The Hotel Manager Who Refused to Look Away
In April 1994, machetes and madness swept through the streets of Kigali. Rwanda's genocide had begun, and within hours, rivers of desperate Tutsi families began streaming toward the Hôtel des Mille Collines — a Belgian-owned luxury hotel in the heart of the capital. Paul Rusesabagina, a Hutu hotel manager married to a Tutsi woman, faced the kind of choice most of us pray we never encounter. He opened the doors.
Over the following weeks, Rusesabagina sheltered 1,268 Tutsi and moderate Hutu refugees inside those walls. He bribed Hutu militia leaders with the hotel's liquor supply. He used the fax machine and telephone to plead with international contacts for intervention. When soldiers arrived at the gates demanding the refugees be surrendered, he negotiated, delayed, and stalled — buying hours that became days, days that became weeks. Every act of defiance risked his life and the lives of his own children.
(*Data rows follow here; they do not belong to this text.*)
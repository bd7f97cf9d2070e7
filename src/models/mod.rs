pub mod assignment;
pub mod fleet;
pub mod notification;
pub mod pairing;
pub mod trip;
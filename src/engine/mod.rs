pub mod auto_assign;
pub mod conflict;
pub mod manual;
pub mod notify;
pub mod pairing;
pub mod state_machine;
pub mod trips;

#[cfg(test)]
mod testing;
Proverbs 24:11-12 speaks directly into rooms like the Mille Collines: "Rescue those being led away to death; hold back those staggering toward slaughter. If you say, 'But we knew nothing about this,' does not He who weighs the heart perceive it?"
God does not accept the excuse of convenient ignorance. Rusesabagina could see the slaughter outside his windows. He could not pretend otherwise. Neither can we. Courage is not the absence of fear — it is the refusal to let fear become permission to do nothing. Where in your life is God asking you to open a door that staying closed would be easier?